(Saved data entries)
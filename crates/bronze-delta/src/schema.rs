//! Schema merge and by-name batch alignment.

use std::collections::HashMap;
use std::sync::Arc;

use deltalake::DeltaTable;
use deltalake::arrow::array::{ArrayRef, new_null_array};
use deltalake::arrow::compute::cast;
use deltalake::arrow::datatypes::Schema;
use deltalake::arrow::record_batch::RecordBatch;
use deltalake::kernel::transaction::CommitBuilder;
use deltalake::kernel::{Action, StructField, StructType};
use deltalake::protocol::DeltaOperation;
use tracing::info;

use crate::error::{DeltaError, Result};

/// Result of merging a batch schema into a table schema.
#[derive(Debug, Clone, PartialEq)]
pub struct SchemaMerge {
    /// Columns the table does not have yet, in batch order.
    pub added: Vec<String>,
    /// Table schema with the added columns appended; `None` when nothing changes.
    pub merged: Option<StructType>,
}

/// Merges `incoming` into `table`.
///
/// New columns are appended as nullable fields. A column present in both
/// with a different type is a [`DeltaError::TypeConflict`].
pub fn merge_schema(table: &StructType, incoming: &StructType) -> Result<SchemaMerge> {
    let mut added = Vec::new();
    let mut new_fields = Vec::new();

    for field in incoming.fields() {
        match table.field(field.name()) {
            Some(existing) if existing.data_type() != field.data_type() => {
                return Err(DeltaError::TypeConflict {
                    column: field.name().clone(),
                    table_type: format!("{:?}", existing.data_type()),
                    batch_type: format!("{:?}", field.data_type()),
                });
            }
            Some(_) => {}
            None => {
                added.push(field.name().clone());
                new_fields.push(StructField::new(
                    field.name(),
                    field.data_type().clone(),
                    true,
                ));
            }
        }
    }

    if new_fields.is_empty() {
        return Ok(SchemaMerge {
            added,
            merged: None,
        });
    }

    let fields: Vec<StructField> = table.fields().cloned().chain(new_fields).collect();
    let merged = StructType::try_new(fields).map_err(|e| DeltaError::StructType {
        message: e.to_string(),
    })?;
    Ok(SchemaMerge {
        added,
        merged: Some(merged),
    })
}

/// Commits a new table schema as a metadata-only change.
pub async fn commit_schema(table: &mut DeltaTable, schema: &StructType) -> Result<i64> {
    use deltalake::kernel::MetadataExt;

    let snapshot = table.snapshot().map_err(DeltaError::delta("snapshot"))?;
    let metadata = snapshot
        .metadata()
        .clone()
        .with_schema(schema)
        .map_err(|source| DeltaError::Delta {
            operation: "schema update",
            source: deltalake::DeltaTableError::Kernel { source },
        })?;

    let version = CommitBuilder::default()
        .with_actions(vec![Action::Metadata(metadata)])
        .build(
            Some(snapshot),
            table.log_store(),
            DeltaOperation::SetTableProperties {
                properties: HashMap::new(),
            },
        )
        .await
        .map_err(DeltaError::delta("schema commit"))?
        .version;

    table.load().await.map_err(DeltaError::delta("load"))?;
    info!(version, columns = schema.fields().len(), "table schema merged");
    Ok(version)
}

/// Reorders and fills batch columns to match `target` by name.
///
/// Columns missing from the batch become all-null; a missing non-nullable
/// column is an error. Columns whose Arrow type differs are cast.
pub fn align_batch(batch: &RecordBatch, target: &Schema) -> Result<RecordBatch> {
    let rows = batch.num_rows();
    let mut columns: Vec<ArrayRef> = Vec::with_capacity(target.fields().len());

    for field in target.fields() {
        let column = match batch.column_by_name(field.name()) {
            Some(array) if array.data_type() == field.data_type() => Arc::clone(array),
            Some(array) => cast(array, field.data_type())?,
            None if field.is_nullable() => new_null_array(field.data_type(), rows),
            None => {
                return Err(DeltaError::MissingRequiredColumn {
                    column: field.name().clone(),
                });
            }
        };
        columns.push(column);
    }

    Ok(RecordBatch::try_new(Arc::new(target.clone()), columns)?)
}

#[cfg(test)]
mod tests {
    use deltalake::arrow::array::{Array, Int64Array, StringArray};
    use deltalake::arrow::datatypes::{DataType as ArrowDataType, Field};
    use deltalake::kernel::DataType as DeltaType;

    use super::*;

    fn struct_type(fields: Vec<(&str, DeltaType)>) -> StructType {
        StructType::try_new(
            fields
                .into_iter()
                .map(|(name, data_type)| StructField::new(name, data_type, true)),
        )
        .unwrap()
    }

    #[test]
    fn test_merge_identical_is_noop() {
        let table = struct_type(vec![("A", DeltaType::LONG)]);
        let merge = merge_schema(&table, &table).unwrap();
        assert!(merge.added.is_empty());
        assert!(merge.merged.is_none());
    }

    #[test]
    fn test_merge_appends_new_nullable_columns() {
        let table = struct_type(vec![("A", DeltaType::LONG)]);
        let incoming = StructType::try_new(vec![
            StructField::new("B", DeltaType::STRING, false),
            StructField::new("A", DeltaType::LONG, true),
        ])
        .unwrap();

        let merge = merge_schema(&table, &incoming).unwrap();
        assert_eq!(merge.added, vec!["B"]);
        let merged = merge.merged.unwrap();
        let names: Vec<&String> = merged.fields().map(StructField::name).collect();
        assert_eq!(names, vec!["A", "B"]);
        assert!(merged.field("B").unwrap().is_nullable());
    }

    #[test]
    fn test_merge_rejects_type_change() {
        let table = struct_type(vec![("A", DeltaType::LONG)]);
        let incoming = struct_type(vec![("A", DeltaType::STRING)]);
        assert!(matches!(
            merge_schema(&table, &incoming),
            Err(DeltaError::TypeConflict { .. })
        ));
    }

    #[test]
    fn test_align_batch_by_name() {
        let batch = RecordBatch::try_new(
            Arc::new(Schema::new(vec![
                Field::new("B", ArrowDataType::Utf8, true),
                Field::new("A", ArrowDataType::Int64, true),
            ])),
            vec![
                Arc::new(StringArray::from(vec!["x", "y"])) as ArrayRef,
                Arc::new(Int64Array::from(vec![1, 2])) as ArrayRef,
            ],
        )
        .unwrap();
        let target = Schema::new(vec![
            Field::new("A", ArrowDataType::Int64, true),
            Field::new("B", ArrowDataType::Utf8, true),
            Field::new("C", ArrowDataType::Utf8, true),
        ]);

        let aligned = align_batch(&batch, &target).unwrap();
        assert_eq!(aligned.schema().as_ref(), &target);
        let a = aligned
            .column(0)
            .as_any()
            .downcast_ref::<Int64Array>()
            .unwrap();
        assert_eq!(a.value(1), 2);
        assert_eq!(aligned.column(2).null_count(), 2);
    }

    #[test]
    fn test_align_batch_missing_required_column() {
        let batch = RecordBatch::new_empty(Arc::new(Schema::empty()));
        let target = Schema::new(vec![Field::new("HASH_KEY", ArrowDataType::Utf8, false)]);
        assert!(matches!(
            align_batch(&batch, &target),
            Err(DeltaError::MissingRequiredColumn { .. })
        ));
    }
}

**What is expected**. The exercise is to copy out every line above that has the word "incoming" in it.

**Answer to this exercise**.
/// Merges `incoming` into `table`.
pub fn merge_schema(table: &StructType, incoming: &StructType) -> Result<SchemaMerge> {
    for field in incoming.fields() {
        let incoming = StructType::try_new(vec![
        let merge = merge_schema(&table, &incoming).unwrap();
        let incoming = struct_type(vec![("A", DeltaType::STRING)]);
            merge_schema(&table, &incoming),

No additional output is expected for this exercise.